EXERCISE
Filter the data for lines with the word "Deserialize" and copy those lines.

Dataset entries
-.-.-

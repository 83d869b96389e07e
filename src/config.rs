//! Configuration for the detection engine.
//!
//! Every detection threshold is tunable without code changes; defaults match
//! the values the detectors were calibrated against.

use serde::{Deserialize, Serialize};

use crate::SignalKind;

#[derive(Debug, Clone, Serialize, Deserialize)]
pub struct DetectionConfig {
    /// Minimum history size before a baseline is considered established.
    pub min_baseline_samples: usize,

    /// Amount detector: |z| above this flags an outlier.
    pub amount_z_threshold: f64,
    /// Amount detector: amounts above mean * multiplier flag an outlier.
    pub amount_multiplier: f64,

    /// Velocity detector: lookback window in hours (streaming mode).
    pub velocity_window_hours: f64,
    /// Velocity detector: observed/expected ratio above this flags.
    pub velocity_ratio_threshold: f64,

    /// Geo detector: distance from every common location beyond this flags.
    pub geo_radius_km: f64,
    /// Geo detector: budget for one location resolution before falling back
    /// to "unresolved".
    pub geo_resolve_timeout_ms: u64,

    /// Pattern detector: fraction of round-number amounts above this flags.
    pub round_number_ratio: f64,
    /// Pattern detector: minimum sample before the round-number check runs.
    pub round_number_min_sample: usize,

    /// Multivariate detector: minimum rows in the evaluated window.
    pub min_multivariate_samples: usize,
    /// Multivariate detector: trees in the isolation ensemble.
    pub isolation_trees: usize,
    /// Multivariate detector: sub-sample size per tree.
    pub isolation_sample_size: usize,

    /// Aggregator: emit outward only at or above this aggregate severity.
    pub alert_threshold: f64,
    /// Aggregator: minimum hours between two emitted alerts of the same
    /// (account, kind).
    pub cooldown_hours: f64,
}

impl Default for DetectionConfig {
    fn default() -> Self {
        Self {
            min_baseline_samples: 5,
            amount_z_threshold: 2.5,
            amount_multiplier: 3.0,
            velocity_window_hours: 6.0,
            velocity_ratio_threshold: 3.0,
            geo_radius_km: 100.0,
            geo_resolve_timeout_ms: 250,
            round_number_ratio: 0.5,
            round_number_min_sample: 10,
            min_multivariate_samples: 20,
            isolation_trees: 100,
            isolation_sample_size: 64,
            alert_threshold: 0.4,
            cooldown_hours: 24.0,
        }
    }
}

impl DetectionConfig {
    /// Aggregation weight per signal kind, reflecting empirical precision.
    /// Pattern signals other than rapid sequences carry a lower weight.
    pub fn weight_for(&self, kind: SignalKind, reason: &str) -> f64 {
        match kind {
            SignalKind::Amount => 1.0,
            SignalKind::Velocity => 0.8,
            SignalKind::Geo => 1.0,
            SignalKind::Temporal => 0.6,
            SignalKind::Pattern => {
                if reason == "rapid_transactions" {
                    0.9
                } else {
                    0.5
                }
            }
            SignalKind::Multivariate => 1.2,
        }
    }

    pub fn validate(&self) -> Result<(), String> {
        if self.min_baseline_samples == 0 {
            return Err("min_baseline_samples must be at least 1".to_string());
        }
        if self.amount_z_threshold <= 0.0 {
            return Err("amount_z_threshold must be positive".to_string());
        }
        if self.amount_multiplier <= 1.0 {
            return Err("amount_multiplier must be greater than 1".to_string());
        }
        if self.velocity_window_hours <= 0.0 || self.velocity_window_hours > 24.0 {
            return Err("velocity_window_hours must be in (0, 24]".to_string());
        }
        if self.velocity_ratio_threshold <= 1.0 {
            return Err("velocity_ratio_threshold must be greater than 1".to_string());
        }
        if self.geo_radius_km <= 0.0 {
            return Err("geo_radius_km must be positive".to_string());
        }
        if !(0.0..=1.0).contains(&self.round_number_ratio) {
            return Err("round_number_ratio must be in [0, 1]".to_string());
        }
        if self.min_multivariate_samples < 2 {
            return Err("min_multivariate_samples must be at least 2".to_string());
        }
        if self.isolation_trees == 0 || self.isolation_sample_size < 2 {
            return Err("isolation ensemble must have trees and a sample size >= 2".to_string());
        }
        if !(0.0..=1.0).contains(&self.alert_threshold) {
            return Err("alert_threshold must be in [0, 1]".to_string());
        }
        if self.cooldown_hours < 0.0 {
            return Err("cooldown_hours must not be negative".to_string());
        }
        Ok(())
    }
}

-.-.-

REPLY TO THE EXERCISE
use serde::{Deserialize, Serialize};
#[derive(Debug, Clone, Serialize, Deserialize)]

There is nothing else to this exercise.